The Supreme Court decision in Dobbs v. Jackson that overturned Roe v Wade and delegated abortion’s legality to the states is essentially the same fire-breathing statement as the earlier leaked draft, which historians ridiculed because Justice Samuel Alito cited two 17th century judges, who were recommending death for convicted witches, as his guidance.
I suspect Alito left that historical irrelevance in purposely; this was not a mistake.
The court majority is expressing brazen misogyny.
This decision casts a broad shadow over the lives of women, not only by the denial of abortion access, but with the omission of any floor of protection within anti-abortion states.
There is no mention of the life of the mother, or of the torments of rape and incest; no acknowledgement of the suffering and dangers of pregnancy.

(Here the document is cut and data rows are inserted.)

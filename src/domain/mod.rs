//! Domain layer - Core business entities and logic
//!
//! Contains the `User` entity, its request/response DTOs and the
//! mappings between them, independent of infrastructure concerns.

pub mod user;

pub use user::{UpdateUserRequest, User, UserRequest, UserResponse};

The life of the fetus gets a lot of verbiage from Alito; but of women, none.
This willful cruelty will be noticed internationally, by friend and foe alike.
Women in anti-choice states now will be surveilled for any sign of pregnancy.
They will be persecuted.
If there are signs of miscarriage, they might be chained to a hospital bed.
I mention these possibilities because they have already happened, long before Dobbs.
Who might perpetrate these horrors?
Anybody.
But I especially worry about the hyper masculine militias roaming our country, forever in search of purpose; these brown-shirts may find explicit support for their viciousness.